A search tool for quantifying news media coverage
News media plays an important role shaping public opinion and attitudes. However, current proprietary databases used for media investigation can be expensive, rigid, and limited in scope. To address these challenges, we developed Articulate, an open-source, flexible tool for discovering, compiling, and quantifying newspaper coverage on a user-specified topic. Articulate is written in Python and interfaces with Google Custom Search Engine (CSE) API to allow the user to extract, classify, represent, and store information from various media sources in a functional database. Articulate offers equal and sometimes greater data coverage than produced by comparable proprietary databases.
Table of Contents
(iv) Set up
(v) GitHub Repository and Executing Articulate
The software environment used by this program is Python version 2.7 with the following modules: csv.py, time.py, datetime.py, googleapiclient.discovery.py, ast.py, numpy.py, pandas.py, sys.py, dateutil.py, CookieJar.py, urllib.py, urllib2.py, and Tkinter.py. The program uses Google CSE API client, which requires internet access for use. The user must also create an account with Google CSE API client to obtain an API key and must also set up their custom search engine (see https://developers.google.com/custom-search/docs/overview for more information). Information about installing this API is found here: https://developers.google.com/api-client-library/python/start/installation.
The backbone of this software is the Google CSE API client, a tool that allows the user to submit any Google search. The flexible and dynamic nature of Articulate is that it allows the user to input an array of parameters to be queried, providing the user with the capability to search various websites by date, quoted content, query, and other specifications. Articulate returns information about each of the up to ten results that occur per query, mimicking what would be returned as one page of results if the query was searched on Google’s search bar. The information within each result contains items including the title of the article, media type (i.e. video, article, etc.), author, short excerpt, content keywords, date of publication, and various other attributes. This output can be modified by changing the source code. The information for each article is extracted and stored within the user-specified database.

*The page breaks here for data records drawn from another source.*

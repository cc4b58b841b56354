//! Merge the optional job file with command-line flags

use std::path::PathBuf;

use anyhow::{Context, Result};
use clap::ArgMatches;
use pbir_sync::{FlushMode, JobConfig, NameFilter, SyncOptions, SyncRequest, DEFAULT_SOURCE_PAGE};

/// Which filter flag a subcommand takes
#[derive(Debug, Clone, Copy, PartialEq, Eq)]
pub(crate) enum FilterArg {
    /// `--name`, matched against visual display names
    Visuals,
    /// `--bookmark`, matched against bookmark ids
    Bookmarks,
}

impl FilterArg {
    fn flag(self) -> &'static str {
        match self {
            Self::Visuals => "name",
            Self::Bookmarks => "bookmark",
        }
    }
}

/// A fully resolved sync invocation
#[derive(Debug, Clone)]
pub(crate) struct Job {
    pub(crate) request: SyncRequest,
    pub(crate) options: SyncOptions,
}

impl Job {
    /// Flags win over the job file; the job file wins over defaults
    pub(crate) fn from_args(args: &ArgMatches, filter_arg: FilterArg) -> Result<Self> {
        let file = match args.get_one::<PathBuf>("config") {
            Some(path) => JobConfig::load(path)?,
            None => JobConfig::default(),
        };

        let report = args
            .get_one::<String>("report")
            .cloned()
            .or_else(|| file.report.clone())
            .context("no report given: pass --report or set `report` in the job file")?;

        let source = args
            .get_one::<String>("source")
            .cloned()
            .or_else(|| file.source.clone())
            .unwrap_or_else(|| DEFAULT_SOURCE_PAGE.to_string());

        let targets = args
            .get_many::<String>("target")
            .map(|pages| pages.cloned().collect::<Vec<_>>())
            .or_else(|| file.targets.clone());

        let filter = match args.get_many::<String>(filter_arg.flag()) {
            Some(names) => NameFilter::from_names(names.cloned()),
            None => match filter_arg {
                FilterArg::Visuals => file.visual_filter()?,
                FilterArg::Bookmarks => file.bookmark_filter()?,
            },
        };

        let mut request = SyncRequest::new(report).with_source(source).with_filter(filter);
        if let Some(targets) = targets {
            request = request.with_targets(targets);
        }

        let mut options = file.options();
        if args.get_flag("dry-run") {
            options.dry_run = true;
        }
        if args.get_flag("direct-writes") {
            options.flush_mode = FlushMode::Direct;
        }
        if filter_arg == FilterArg::Visuals {
            if let Some(visual) = args.get_one::<String>("title-visual") {
                options.title_visual = Some(visual.clone());
            }
        } else {
            options.title_visual = None;
        }

        tracing::debug!("Resolved job: {:?} {:?}", request, options);
        Ok(Self { request, options })
    }
}
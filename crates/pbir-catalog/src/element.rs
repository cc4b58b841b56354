//! Pages, visuals, groups and bookmarks
//!
//! Each element keeps its decoded document verbatim; accessors read the
//! handful of fields layout sync cares about and ignore everything else.

use indexmap::IndexMap;
use pbir_store::{str_at, unquote_literal, DocPath};
use serde_json::Value;

const TITLE_POINTER: &str = "/visualContainerObjects/title/0/properties/text/expr/Literal/Value";
const LINK_VALUE_POINTER: &str = "/properties/bookmark/expr/Literal/Value";

/// Human-readable title of a visual document
///
/// Looks under `visual` first, then at the top level. Surrounding quotes and
/// whitespace are stripped.
#[must_use]
pub fn title_of(doc: &Value) -> Option<&str> {
    doc.get("visual")
        .and_then(|v| str_at(v, TITLE_POINTER))
        .or_else(|| str_at(doc, TITLE_POINTER))
        .map(|raw| unquote_literal(raw.trim()).trim())
        .filter(|title| !title.is_empty())
}

/// Display name of a visual: title, else `name`, else `id`
#[must_use]
pub fn visual_display_name(doc: &Value, id: &str) -> String {
    title_of(doc)
        .or_else(|| {
            doc.get("name")
                .and_then(Value::as_str)
                .map(str::trim)
                .filter(|n| !n.is_empty())
        })
        .unwrap_or(id)
        .to_string()
}

/// Stacking coordinate `position.z` (absent reads as 0)
#[inline]
#[must_use]
pub fn z_of(doc: &Value) -> f64 {
    doc.pointer("/position/z")
        .and_then(Value::as_f64)
        .unwrap_or(0.0)
}

/// Owning group id (`parentGroupName`)
#[inline]
#[must_use]
pub fn parent_group_of(doc: &Value) -> Option<&str> {
    doc.get("parentGroupName").and_then(Value::as_str)
}

/// Bookmark id referenced by each `visualLink` entry, by index
///
/// Entries that carry no bookmark literal come back as `None` so indices stay
/// aligned with the document.
#[must_use]
pub fn bookmark_links_of(doc: &Value) -> Vec<Option<String>> {
    doc.pointer("/visual/visualContainerObjects/visualLink")
        .and_then(Value::as_array)
        .map(|links| {
            links
                .iter()
                .map(|link| str_at(link, LINK_VALUE_POINTER).map(|v| unquote_literal(v).to_string()))
                .collect()
        })
        .unwrap_or_default()
}

/// Overwrite the bookmark literal of link `index`
///
/// Returns `false` without touching the document if the slot does not exist.
pub fn set_bookmark_link(doc: &mut Value, index: usize, literal: &str) -> bool {
    let pointer = format!("/visual/visualContainerObjects/visualLink/{index}{LINK_VALUE_POINTER}");
    match doc.pointer_mut(&pointer) {
        Some(slot) => {
            *slot = Value::String(literal.to_string());
            true
        }
        None => false,
    }
}

/// String array field, skipping non-string entries
#[must_use]
pub fn string_list(doc: &Value, key: &str) -> Option<Vec<String>> {
    doc.get(key).and_then(Value::as_array).map(|items| {
        items
            .iter()
            .filter_map(Value::as_str)
            .map(str::to_string)
            .collect()
    })
}

/// A visual on one page
#[derive(Debug, Clone, PartialEq)]
pub struct Visual {
    id: String,
    path: DocPath,
    doc: Value,
}

impl Visual {
    pub(crate) fn new(id: String, path: DocPath, doc: Value) -> Self {
        Self { id, path, doc }
    }

    /// Visual id (its folder name)
    #[inline]
    #[must_use]
    pub fn id(&self) -> &str {
        &self.id
    }

    /// Document path
    #[inline]
    #[must_use]
    pub fn path(&self) -> &DocPath {
        &self.path
    }

    /// Decoded document
    #[inline]
    #[must_use]
    pub fn doc(&self) -> &Value {
        &self.doc
    }

    /// Title, `name`, or id
    #[must_use]
    pub fn display_name(&self) -> String {
        visual_display_name(&self.doc, &self.id)
    }

    /// Stacking coordinate
    #[inline]
    #[must_use]
    pub fn z(&self) -> f64 {
        z_of(&self.doc)
    }

    /// Owning group id
    #[inline]
    #[must_use]
    pub fn parent_group(&self) -> Option<&str> {
        parent_group_of(&self.doc)
    }

    /// Bookmark links by index
    #[must_use]
    pub fn bookmark_links(&self) -> Vec<Option<String>> {
        bookmark_links_of(&self.doc)
    }
}

/// A group container on one page
#[derive(Debug, Clone, PartialEq)]
pub struct Group {
    id: String,
    path: DocPath,
    doc: Value,
}

impl Group {
    pub(crate) fn new(id: String, path: DocPath, doc: Value) -> Self {
        Self { id, path, doc }
    }

    /// Group id (its folder name)
    #[inline]
    #[must_use]
    pub fn id(&self) -> &str {
        &self.id
    }

    /// Document path
    #[inline]
    #[must_use]
    pub fn path(&self) -> &DocPath {
        &self.path
    }

    /// Decoded document
    #[inline]
    #[must_use]
    pub fn doc(&self) -> &Value {
        &self.doc
    }

    /// Ordered member visual ids
    #[must_use]
    pub fn members(&self) -> Vec<String> {
        string_list(&self.doc, "visuals").unwrap_or_default()
    }
}

/// A report page with its visuals and groups in path order
#[derive(Debug, Clone, PartialEq)]
pub struct Page {
    folder: String,
    id: String,
    path: DocPath,
    doc: Value,
    pub(crate) visuals: IndexMap<String, Visual>,
    pub(crate) groups: IndexMap<String, Group>,
}

impl Page {
    pub(crate) fn new(folder: String, path: DocPath, doc: Value) -> Self {
        let id = doc
            .get("name")
            .and_then(Value::as_str)
            .filter(|n| !n.is_empty())
            .unwrap_or(&folder)
            .to_string();
        Self {
            folder,
            id,
            path,
            doc,
            visuals: IndexMap::new(),
            groups: IndexMap::new(),
        }
    }

    /// Folder name under `definition/pages`
    #[inline]
    #[must_use]
    pub fn folder(&self) -> &str {
        &self.folder
    }

    /// Page id (`name` field, else folder)
    #[inline]
    #[must_use]
    pub fn id(&self) -> &str {
        &self.id
    }

    /// `displayName`, else page id
    #[must_use]
    pub fn display_name(&self) -> &str {
        self.doc
            .get("displayName")
            .and_then(Value::as_str)
            .unwrap_or(&self.id)
    }

    /// Path of `page.json`
    #[inline]
    #[must_use]
    pub fn path(&self) -> &DocPath {
        &self.path
    }

    /// Decoded `page.json`
    #[inline]
    #[must_use]
    pub fn doc(&self) -> &Value {
        &self.doc
    }

    /// Check whether `key` names this page by folder or by id
    #[inline]
    #[must_use]
    pub fn is_named(&self, key: &str) -> bool {
        self.folder == key || self.id == key
    }

    /// Ordered group container ids (`visualContainers`)
    #[must_use]
    pub fn containers(&self) -> Vec<String> {
        string_list(&self.doc, "visualContainers").unwrap_or_default()
    }

    /// Visuals in path order
    #[inline]
    pub fn visuals(&self) -> impl Iterator<Item = &Visual> {
        self.visuals.values()
    }

    /// Visual by id
    #[inline]
    #[must_use]
    pub fn visual(&self, id: &str) -> Option<&Visual> {
        self.visuals.get(id)
    }

    /// Groups in path order
    #[inline]
    pub fn groups(&self) -> impl Iterator<Item = &Group> {
        self.groups.values()
    }

    /// Group by id
    #[inline]
    #[must_use]
    pub fn group(&self, id: &str) -> Option<&Group> {
        self.groups.get(id)
    }

    /// Highest stacking coordinate on the page (0 when it has no visuals)
    #[must_use]
    pub fn max_z(&self) -> f64 {
        self.visuals.values().map(Visual::z).reduce(f64::max).unwrap_or(0.0)
    }
}

/// A bookmark document
#[derive(Debug, Clone, PartialEq)]
pub struct Bookmark {
    file_id: String,
    path: DocPath,
    doc: Value,
}

impl Bookmark {
    pub(crate) fn new(file_id: String, path: DocPath, doc: Value) -> Self {
        Self { file_id, path, doc }
    }

    /// File name without `.bookmark.json`
    #[inline]
    #[must_use]
    pub fn file_id(&self) -> &str {
        &self.file_id
    }

    /// Bookmark id (`name` field, else file id)
    #[must_use]
    pub fn name(&self) -> &str {
        self.doc
            .get("name")
            .and_then(Value::as_str)
            .unwrap_or(&self.file_id)
    }

    /// `displayName`, if any
    #[inline]
    #[must_use]
    pub fn display_name(&self) -> Option<&str> {
        self.doc.get("displayName").and_then(Value::as_str)
    }

    /// Page id the bookmark belongs to
    #[inline]
    #[must_use]
    pub fn active_section(&self) -> Option<&str> {
        str_at(&self.doc, "/explorationState/activeSection")
    }

    /// Document path
    #[inline]
    #[must_use]
    pub fn path(&self) -> &DocPath {
        &self.path
    }

    /// Decoded document
    #[inline]
    #[must_use]
    pub fn doc(&self) -> &Value {
        &self.doc
    }
}
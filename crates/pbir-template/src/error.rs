//! Error types for project materialization

use pbir_store::StoreError;

/// Errors raised while stamping a new project
#[derive(Debug, thiserror::Error)]
pub enum TemplateError {
    /// The project name cannot be used as a file name
    #[error("invalid project name '{name}': {reason}")]
    InvalidProjectName {
        /// Rejected name
        name: String,
        /// What is wrong with it
        reason: &'static str,
    },

    /// Writing the project failed
    #[error(transparent)]
    Store(#[from] StoreError),
}

impl TemplateError {
    /// Create invalid name error
    pub fn invalid_name(name: impl Into<String>, reason: &'static str) -> Self {
        Self::InvalidProjectName {
            name: name.into(),
            reason,
        }
    }
}

/// Result type alias for template operations
pub type TemplateResult<T> = Result<T, TemplateError>;
//! PBIR Layout Sync
//!
//! Propagates a curated layout from one source page to other pages of a
//! Power BI project:
//! - Visuals and their groups are copied with target identity preserved
//! - Group and stacking order follow the source, above anything already there
//! - Bookmarks are mirrored per target page and stale copies are pruned
//!
//! Every operation validates its input, stages all changes in memory, and
//! writes them in one final flush.
//!
//! # Example
//!
//! ```rust,ignore
//! use pbir_sync::{duplicate_bookmarks, duplicate_visuals, SyncOptions, SyncRequest};
//!
//! let request = SyncRequest::new("Sales.Report").with_targets(["p2", "p3"]);
//! let options = SyncOptions::new().with_title_visual("PageTitle");
//!
//! let visuals = duplicate_visuals(project_dir, &request, &options)?;
//! println!("Copied {} visuals to {} pages", visuals.visuals.len(), visuals.pages.len());
//!
//! let bookmarks = duplicate_bookmarks(project_dir, &request, &options)?;
//! println!("{} upserted, {} deleted", bookmarks.upserted.len(), bookmarks.deleted.len());
//! ```

#![warn(missing_docs)]
#![warn(unreachable_pub)]

pub mod bookmarks;
pub mod config;
pub mod error;
mod resolve;
pub mod title;
pub mod visuals;

// Re-exports for convenience
pub use bookmarks::{apply_bookmark_sync, derived_id, duplicate_bookmarks, BookmarkSummary, SyncPhase};
pub use config::{JobConfig, SyncOptions, SyncRequest, DEFAULT_SOURCE_PAGE};
pub use error::{SyncError, SyncResult, ValidationError};
pub use pbir_catalog::NameFilter;
pub use pbir_store::FlushMode;
pub use title::stamp_page_title;
pub use visuals::{apply_visual_duplication, duplicate_visuals, VisualSummary};

/// Prelude module for common imports
pub mod prelude {
    //! Common imports for running layout sync
    pub use crate::{
        duplicate_bookmarks, duplicate_visuals, FlushMode, NameFilter, SyncError, SyncOptions,
        SyncRequest,
    };
}

/// Version of this crate
pub const VERSION: &str = env!("CARGO_PKG_VERSION");
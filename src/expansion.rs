//! Which nodes currently show their children.

use std::collections::HashSet;

use log::debug;

/// Set of expanded node IDs.
///
/// Membership only decides whether the builder descends into a node's
/// children; it never hides the node itself. Toggling an ID that has no
/// children, or that the hierarchy does not know, is accepted and has no
/// visible effect.
#[derive(Clone, Debug, Default, PartialEq, Eq)]
pub struct ExpansionState {
	expanded: HashSet<String>,
}

impl ExpansionState {
	/// Initial state: only the root is expanded.
	pub fn new(root: impl Into<String>) -> Self {
		Self {
			expanded: HashSet::from([root.into()]),
		}
	}

	/// Whether `id` currently shows its children.
	pub fn contains(&self, id: &str) -> bool {
		self.expanded.contains(id)
	}

	/// Flip `id` between collapsed and expanded. Returns whether it is now expanded.
	pub fn toggle(&mut self, id: &str) -> bool {
		if self.expanded.remove(id) {
			debug!("collapsed {id}");
			false
		} else {
			self.expanded.insert(id.to_string());
			debug!("expanded {id}");
			true
		}
	}

	/// Number of expanded IDs.
	pub fn len(&self) -> usize {
		self.expanded.len()
	}

	/// True when even the root is collapsed.
	pub fn is_empty(&self) -> bool {
		self.expanded.is_empty()
	}
}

The functionality of this tool allows the user to step through ten “pages” of the same search, up to the 100th result, the user is thus limited to only retrieve 100 results per search. Each query submission can retrieve up to 10 results, and each developer key gets 100 queries a day for free. After that, each 1000 queries used in a day is $5 and the user can submit up to 10,000 queries a day. This constraint limits the users number of searches (100 free). These (number of search results and number of searches) necessitate the development of the of the time-step method within the algorithm, which must be calibrated for each individual run, and is discussed later. Once you have refined your search, it may be helpful to get a free trial of the upgraded version of Google CSE to increase your developer key limit (see https://cloud.google.com/free/docs/frequently-asked-questions#upgrading-billing for more infomration).
(ii) Software Inputs
Articulate requires one comma-separated values (csv) input and multiple string inputs:
1) Csv input:
Media Sites- a csv file containing the specific news websites to be searched and the code used access each website-specific dictionary. The dictionary for each news source must be manually determined by examining how newspapers store their online information. This file also includes an "ALL" row which is required to run the script and is always the last row of the input file. The "ALL" row is a default for the most common dictionaries used by news sources.
The headers in the csv file are:
site, url, type, date, keyword, title, type2, keyword2
The codes.sites.csv file in this repository includes the dictionaries for nine widely circulated national and California newspapers.
2) String inputs:
- Output File Name- name of the database (.csv) in which the output Database file should be stored
- Reference Date- the start point in the time period of the search inquiry, until present
- Time Step Size- the time interval to be used in the representation of results
- Number of Developer Keys- multiple developer keys may be required depending on the size (number of Search Terms, time period length and number of websites to search) of the query
- Developer Key(s)- from Google CSE
- Search term(s)- the main search term for the query
- Or term(s)- defined by Google as "additional search terms to check for in a document, where each document in the search results must contain at least one of the additional search terms." Each Search term can have multiple Or terms, and Or terms are defined seperately for each Search term.
- Include term(s)- must be found in each result in addition to the initial search term. Google defines these as "exactTerms." It is suggested that each search only have one associated Include term.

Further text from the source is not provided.